** Opening Data listing block **

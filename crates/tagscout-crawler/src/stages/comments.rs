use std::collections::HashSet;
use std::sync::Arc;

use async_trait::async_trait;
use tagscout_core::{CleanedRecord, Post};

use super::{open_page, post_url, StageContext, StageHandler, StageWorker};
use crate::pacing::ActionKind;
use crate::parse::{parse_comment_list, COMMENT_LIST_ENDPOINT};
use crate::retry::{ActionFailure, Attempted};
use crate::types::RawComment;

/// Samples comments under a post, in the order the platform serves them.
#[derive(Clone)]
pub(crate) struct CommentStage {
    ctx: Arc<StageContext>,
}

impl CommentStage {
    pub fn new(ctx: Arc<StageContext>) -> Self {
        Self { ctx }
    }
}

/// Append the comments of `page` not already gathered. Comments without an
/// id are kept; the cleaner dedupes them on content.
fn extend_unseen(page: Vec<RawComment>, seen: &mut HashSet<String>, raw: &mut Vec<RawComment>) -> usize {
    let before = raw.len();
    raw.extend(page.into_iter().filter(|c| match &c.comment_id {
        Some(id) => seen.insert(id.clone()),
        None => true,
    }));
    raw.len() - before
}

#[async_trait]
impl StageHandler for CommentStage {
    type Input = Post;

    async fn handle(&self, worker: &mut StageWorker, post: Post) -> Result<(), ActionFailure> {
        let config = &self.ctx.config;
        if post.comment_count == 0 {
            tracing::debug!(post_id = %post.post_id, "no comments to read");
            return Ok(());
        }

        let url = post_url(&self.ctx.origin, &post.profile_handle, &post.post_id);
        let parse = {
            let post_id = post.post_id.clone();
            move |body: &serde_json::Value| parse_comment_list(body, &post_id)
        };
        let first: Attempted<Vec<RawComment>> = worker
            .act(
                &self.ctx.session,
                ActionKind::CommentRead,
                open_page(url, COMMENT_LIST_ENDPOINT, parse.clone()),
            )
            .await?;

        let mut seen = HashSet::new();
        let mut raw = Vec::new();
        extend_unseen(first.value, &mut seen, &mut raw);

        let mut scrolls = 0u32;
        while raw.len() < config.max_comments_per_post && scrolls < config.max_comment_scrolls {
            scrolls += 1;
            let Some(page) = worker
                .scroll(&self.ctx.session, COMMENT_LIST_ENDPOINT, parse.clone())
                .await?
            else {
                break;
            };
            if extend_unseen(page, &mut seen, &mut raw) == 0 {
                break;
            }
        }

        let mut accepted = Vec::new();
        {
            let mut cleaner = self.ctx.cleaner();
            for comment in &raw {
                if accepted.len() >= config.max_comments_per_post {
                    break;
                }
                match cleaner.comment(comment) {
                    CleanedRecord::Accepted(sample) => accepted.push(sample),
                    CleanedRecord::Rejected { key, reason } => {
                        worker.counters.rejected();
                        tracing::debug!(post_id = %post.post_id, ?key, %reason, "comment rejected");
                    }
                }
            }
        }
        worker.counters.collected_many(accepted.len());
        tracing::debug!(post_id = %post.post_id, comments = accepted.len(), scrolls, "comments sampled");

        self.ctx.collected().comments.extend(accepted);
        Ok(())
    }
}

** Closing Data listing block **
** Opening Data listing block **

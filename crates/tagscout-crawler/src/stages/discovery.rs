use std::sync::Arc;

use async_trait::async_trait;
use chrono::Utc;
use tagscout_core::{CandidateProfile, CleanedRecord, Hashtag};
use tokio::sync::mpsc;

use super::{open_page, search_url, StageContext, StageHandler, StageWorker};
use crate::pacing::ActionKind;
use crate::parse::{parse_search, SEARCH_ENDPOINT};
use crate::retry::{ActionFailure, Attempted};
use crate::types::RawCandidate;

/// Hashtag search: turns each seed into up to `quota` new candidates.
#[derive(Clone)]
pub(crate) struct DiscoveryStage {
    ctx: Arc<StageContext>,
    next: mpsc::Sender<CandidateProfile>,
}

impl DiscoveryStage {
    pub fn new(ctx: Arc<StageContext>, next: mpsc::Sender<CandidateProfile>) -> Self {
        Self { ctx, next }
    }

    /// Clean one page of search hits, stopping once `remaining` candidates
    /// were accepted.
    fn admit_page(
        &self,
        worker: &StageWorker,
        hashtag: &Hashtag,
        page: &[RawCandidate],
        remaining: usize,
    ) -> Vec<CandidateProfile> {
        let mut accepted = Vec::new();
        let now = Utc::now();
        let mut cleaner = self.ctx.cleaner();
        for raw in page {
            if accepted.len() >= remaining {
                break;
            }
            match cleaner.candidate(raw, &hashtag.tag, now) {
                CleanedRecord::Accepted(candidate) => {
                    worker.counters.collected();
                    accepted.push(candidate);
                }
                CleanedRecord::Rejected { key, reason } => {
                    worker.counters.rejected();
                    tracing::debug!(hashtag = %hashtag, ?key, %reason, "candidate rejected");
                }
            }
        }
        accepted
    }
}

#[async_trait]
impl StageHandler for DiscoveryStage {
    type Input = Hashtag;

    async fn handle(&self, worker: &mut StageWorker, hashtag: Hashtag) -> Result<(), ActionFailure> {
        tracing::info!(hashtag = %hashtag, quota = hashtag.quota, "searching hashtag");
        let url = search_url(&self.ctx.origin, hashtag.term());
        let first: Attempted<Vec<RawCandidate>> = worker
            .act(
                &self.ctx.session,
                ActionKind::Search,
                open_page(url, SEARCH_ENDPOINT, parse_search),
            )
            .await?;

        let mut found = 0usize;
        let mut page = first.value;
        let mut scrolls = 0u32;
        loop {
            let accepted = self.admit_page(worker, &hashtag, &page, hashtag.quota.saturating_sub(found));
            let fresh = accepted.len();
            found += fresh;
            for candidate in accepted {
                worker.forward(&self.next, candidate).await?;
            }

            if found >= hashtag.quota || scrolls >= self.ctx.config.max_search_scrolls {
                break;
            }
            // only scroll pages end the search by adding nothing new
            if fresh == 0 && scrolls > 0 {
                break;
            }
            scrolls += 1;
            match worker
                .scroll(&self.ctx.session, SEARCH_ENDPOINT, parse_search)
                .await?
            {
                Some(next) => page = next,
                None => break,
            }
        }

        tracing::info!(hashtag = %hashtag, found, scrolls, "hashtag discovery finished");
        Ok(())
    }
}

** Closing Data listing block **
** Opening Data listing block **

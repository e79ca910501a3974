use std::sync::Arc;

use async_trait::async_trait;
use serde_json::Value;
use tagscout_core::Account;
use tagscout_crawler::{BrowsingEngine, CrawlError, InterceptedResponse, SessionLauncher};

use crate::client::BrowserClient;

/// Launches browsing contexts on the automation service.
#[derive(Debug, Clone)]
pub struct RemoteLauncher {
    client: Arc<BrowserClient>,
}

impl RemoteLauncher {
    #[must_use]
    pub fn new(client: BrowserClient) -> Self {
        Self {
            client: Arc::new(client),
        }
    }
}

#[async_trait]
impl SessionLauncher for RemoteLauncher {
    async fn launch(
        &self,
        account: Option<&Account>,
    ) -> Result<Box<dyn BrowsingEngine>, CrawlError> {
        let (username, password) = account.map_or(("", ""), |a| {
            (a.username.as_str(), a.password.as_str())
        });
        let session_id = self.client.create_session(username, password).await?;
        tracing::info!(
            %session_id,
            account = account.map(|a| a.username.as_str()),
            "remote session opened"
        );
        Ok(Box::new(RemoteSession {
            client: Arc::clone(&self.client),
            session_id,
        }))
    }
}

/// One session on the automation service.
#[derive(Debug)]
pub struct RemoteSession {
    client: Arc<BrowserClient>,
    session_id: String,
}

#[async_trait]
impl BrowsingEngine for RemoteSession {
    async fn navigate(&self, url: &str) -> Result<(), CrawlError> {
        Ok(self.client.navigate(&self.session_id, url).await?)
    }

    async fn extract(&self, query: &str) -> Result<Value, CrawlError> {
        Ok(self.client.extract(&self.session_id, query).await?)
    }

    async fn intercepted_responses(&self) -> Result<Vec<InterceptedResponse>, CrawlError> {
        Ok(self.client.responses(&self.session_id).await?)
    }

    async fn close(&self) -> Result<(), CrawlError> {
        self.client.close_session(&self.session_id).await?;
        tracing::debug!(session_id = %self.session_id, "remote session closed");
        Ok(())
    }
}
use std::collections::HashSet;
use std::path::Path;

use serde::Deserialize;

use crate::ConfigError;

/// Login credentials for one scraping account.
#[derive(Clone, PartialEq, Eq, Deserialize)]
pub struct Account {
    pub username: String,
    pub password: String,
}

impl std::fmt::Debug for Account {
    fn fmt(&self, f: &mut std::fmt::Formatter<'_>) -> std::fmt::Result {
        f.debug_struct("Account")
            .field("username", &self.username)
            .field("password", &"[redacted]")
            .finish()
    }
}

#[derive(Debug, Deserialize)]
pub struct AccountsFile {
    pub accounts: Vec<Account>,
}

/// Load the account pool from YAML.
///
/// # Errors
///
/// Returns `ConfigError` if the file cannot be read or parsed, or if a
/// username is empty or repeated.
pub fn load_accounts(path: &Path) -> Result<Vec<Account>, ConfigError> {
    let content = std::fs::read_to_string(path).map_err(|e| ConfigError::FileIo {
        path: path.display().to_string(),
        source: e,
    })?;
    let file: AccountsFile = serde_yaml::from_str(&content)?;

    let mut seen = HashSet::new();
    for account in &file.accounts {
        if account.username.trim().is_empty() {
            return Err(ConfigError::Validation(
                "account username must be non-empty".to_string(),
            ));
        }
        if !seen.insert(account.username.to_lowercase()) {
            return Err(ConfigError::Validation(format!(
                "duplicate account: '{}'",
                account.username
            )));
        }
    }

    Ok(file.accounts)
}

** Closing Data listing block **

● **Exercise details**
Find "for raw in page" in the entries above and copy that whole line exactly, then each line after it through the line that contains "StageWorker, hashtag: Hashtag)".

● **Reply**
        for raw in page {
            if accepted.len() >= remaining {
                break;
            }
            match cleaner.candidate(raw, &hashtag.tag, now) {
                CleanedRecord::Accepted(candidate) => {
                    worker.counters.collected();
                    accepted.push(candidate);
                }
                CleanedRecord::Rejected { key, reason } => {
                    worker.counters.rejected();
                    tracing::debug!(hashtag = %hashtag, ?key, %reason, "candidate rejected");
                }
            }
        }
        accepted
    }
}

#[async_trait]
impl StageHandler for DiscoveryStage {
    type Input = Hashtag;

    async fn handle(&self, worker: &mut StageWorker, hashtag: Hashtag) -> Result<(), ActionFailure> {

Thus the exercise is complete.